(Collected data)

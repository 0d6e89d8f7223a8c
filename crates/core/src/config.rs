// Server and plugin configuration: defaults, file loading, environment overrides

use crate::error::{ToolhostError, ToolhostResult};
use anyhow::Context;
use serde::{Deserialize, Serialize};
use std::fmt::Display;
use std::path::{Path, PathBuf};
use std::str::FromStr;
use std::time::Duration;

/// Default configuration file name, looked up in the working directory
pub const DEFAULT_CONFIG_FILE: &str = "toolhost.json";

pub const ENV_HOST: &str = "HOST";
pub const ENV_PORT: &str = "PORT";
pub const ENV_LOG_LEVEL: &str = "LOG_LEVEL";
pub const ENV_RESOURCE_PATHS: &str = "RESOURCE_PATHS";
pub const ENV_DATA_DIR: &str = "DATA_DIR";
pub const ENV_UPDATE_INTERVAL: &str = "UPDATE_INTERVAL";
pub const ENV_MAX_ITEMS: &str = "MAX_ITEMS";

/// Plugin settings, fixed between two `setup()` calls
#[derive(Debug, Clone, PartialEq, Eq, Serialize, Deserialize)]
#[serde(default)]
pub struct PluginConfig {
    /// Seconds between two background cycles
    pub update_interval: u64,

    /// Upper bound on the items a plugin keeps around
    pub max_items: usize,

    #[serde(skip_serializing_if = "Option::is_none")]
    pub data_dir: Option<PathBuf>,
}

impl Default for PluginConfig {
    fn default() -> Self {
        Self {
            update_interval: 60,
            max_items: 100,
            data_dir: None,
        }
    }
}

impl PluginConfig {
    pub fn interval(&self) -> Duration {
        Duration::from_secs(self.update_interval.max(1))
    }

    /// Apply overrides from the process environment
    pub fn with_env(self) -> Self {
        self.with_overrides(|key| std::env::var(key).ok())
    }

    /// Apply overrides from an arbitrary key lookup; a present, valid value
    /// always beats the current one.
    pub fn with_overrides<F>(mut self, lookup: F) -> Self
    where
        F: Fn(&str) -> Option<String>,
    {
        if let Some(interval) = parse_override::<u64, _>(&lookup, ENV_UPDATE_INTERVAL) {
            if interval == 0 {
                tracing::warn!("Ignoring {}=0, interval must be at least one second", ENV_UPDATE_INTERVAL);
            } else {
                self.update_interval = interval;
            }
        }

        if let Some(max_items) = parse_override::<usize, _>(&lookup, ENV_MAX_ITEMS) {
            self.max_items = max_items;
        }

        if let Some(dir) = non_empty(&lookup, ENV_DATA_DIR) {
            self.data_dir = Some(PathBuf::from(dir));
        }

        self
    }

    pub fn validate(&self) -> ToolhostResult<()> {
        if self.update_interval == 0 {
            return Err(ToolhostError::Configuration(
                "update_interval must be at least 1 second".to_string(),
            ));
        }
        if self.max_items == 0 {
            return Err(ToolhostError::Configuration(
                "max_items must be at least 1".to_string(),
            ));
        }
        Ok(())
    }
}

/// Top-level server configuration
#[derive(Debug, Clone, PartialEq, Eq, Serialize, Deserialize)]
#[serde(default)]
pub struct ServerConfig {
    pub name: String,
    pub version: String,
    pub host: String,
    pub port: u16,
    pub log_level: String,

    /// Directories exposed through the `file://` resource provider
    pub resource_paths: Vec<PathBuf>,

    /// Serve the JSON-RPC protocol on stdin/stdout
    pub stdio: bool,

    pub plugin: PluginConfig,
}

impl Default for ServerConfig {
    fn default() -> Self {
        Self {
            name: "toolhost".to_string(),
            version: env!("CARGO_PKG_VERSION").to_string(),
            host: "127.0.0.1".to_string(),
            port: 8000,
            log_level: "info".to_string(),
            resource_paths: Vec::new(),
            stdio: true,
            plugin: PluginConfig::default(),
        }
    }
}

/// On-disk configuration format, chosen from the file extension
#[derive(Debug, Clone, Copy, PartialEq, Eq)]
pub enum ConfigFormat {
    Json,
    Toml,
}

impl ConfigFormat {
    pub fn from_path(path: &Path) -> Self {
        match path.extension().and_then(|ext| ext.to_str()) {
            Some(ext) if ext.eq_ignore_ascii_case("toml") => Self::Toml,
            _ => Self::Json,
        }
    }
}

impl ServerConfig {
    /// Read a configuration file without applying environment overrides.
    /// A missing file yields the defaults.
    pub fn from_file(path: &Path) -> ToolhostResult<Self> {
        if !path.exists() {
            tracing::info!("Configuration file {} not found, using defaults", path.display());
            return Ok(Self::default());
        }

        let content = std::fs::read_to_string(path).map_err(|e| {
            ToolhostError::Configuration(format!("failed to read {}: {}", path.display(), e))
        })?;

        let config: Self = match ConfigFormat::from_path(path) {
            ConfigFormat::Json => serde_json::from_str(&content).map_err(|e| {
                ToolhostError::Configuration(format!("failed to parse {}: {}", path.display(), e))
            })?,
            ConfigFormat::Toml => toml::from_str(&content).map_err(|e| {
                ToolhostError::Configuration(format!("failed to parse {}: {}", path.display(), e))
            })?,
        };

        config.plugin.validate()?;
        Ok(config)
    }

    /// File then environment; any file problem is returned to the caller
    pub fn try_load(path: &Path) -> ToolhostResult<Self> {
        Ok(Self::from_file(path)?.with_env())
    }

    /// File then environment; a malformed file is logged and replaced by the defaults
    pub fn load(path: &Path) -> Self {
        match Self::try_load(path) {
            Ok(config) => config,
            Err(e) => {
                tracing::warn!("{}; falling back to default configuration", e);
                Self::default().with_env()
            }
        }
    }

    pub fn with_env(self) -> Self {
        self.with_overrides(|key| std::env::var(key).ok())
    }

    pub fn with_overrides<F>(mut self, lookup: F) -> Self
    where
        F: Fn(&str) -> Option<String>,
    {
        if let Some(host) = non_empty(&lookup, ENV_HOST) {
            self.host = host;
        }

        if let Some(port) = parse_override::<u16, _>(&lookup, ENV_PORT) {
            self.port = port;
        }

        if let Some(level) = non_empty(&lookup, ENV_LOG_LEVEL) {
            self.log_level = level;
        }

        if let Some(paths) = non_empty(&lookup, ENV_RESOURCE_PATHS) {
            self.resource_paths = paths
                .split(',')
                .map(str::trim)
                .filter(|p| !p.is_empty())
                .map(PathBuf::from)
                .collect();
        }

        self.plugin = self.plugin.with_overrides(&lookup);
        self
    }

    pub fn bind_addr(&self) -> String {
        format!("{}:{}", self.host, self.port)
    }

    pub fn to_string_pretty(&self, format: ConfigFormat) -> anyhow::Result<String> {
        match format {
            ConfigFormat::Json => {
                serde_json::to_string_pretty(self).context("Failed to serialize configuration")
            }
            ConfigFormat::Toml => {
                toml::to_string_pretty(self).context("Failed to serialize configuration")
            }
        }
    }

    /// Write the configuration atomically (temp file, then rename)
    pub fn save(&self, path: &Path) -> anyhow::Result<()> {
        let content = self.to_string_pretty(ConfigFormat::from_path(path))?;

        if let Some(parent) = path.parent().filter(|p| !p.as_os_str().is_empty()) {
            std::fs::create_dir_all(parent)
                .with_context(|| format!("Failed to create {}", parent.display()))?;
        }

        let temp_path = path.with_extension("tmp");
        std::fs::write(&temp_path, content)
            .with_context(|| format!("Failed to write to {}", temp_path.display()))?;
        std::fs::rename(&temp_path, path).with_context(|| {
            format!("Failed to rename {} to {}", temp_path.display(), path.display())
        })?;

        Ok(())
    }
}

fn non_empty<F>(lookup: &F, key: &str) -> Option<String>
where
    F: Fn(&str) -> Option<String>,
{
    lookup(key)
        .map(|value| value.trim().to_string())
        .filter(|value| !value.is_empty())
}

fn parse_override<T, F>(lookup: &F, key: &str) -> Option<T>
where
    T: FromStr,
    T::Err: Display,
    F: Fn(&str) -> Option<String>,
{
    let raw = non_empty(lookup, key)?;
    match raw.parse() {
        Ok(value) => Some(value),
        Err(e) => {
            tracing::warn!("Ignoring invalid value {:?} for {}: {}", raw, key, e);
            None
        }
    }
}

Exercise requirements ->
For each line in the entries that holds "warn", return that line.

Written answer ->
                tracing::warn!("Ignoring {}=0, interval must be at least one second", ENV_UPDATE_INTERVAL);
                tracing::warn!("{}; falling back to default configuration", e);
            tracing::warn!("Ignoring invalid value {:?} for {}: {}", raw, key, e);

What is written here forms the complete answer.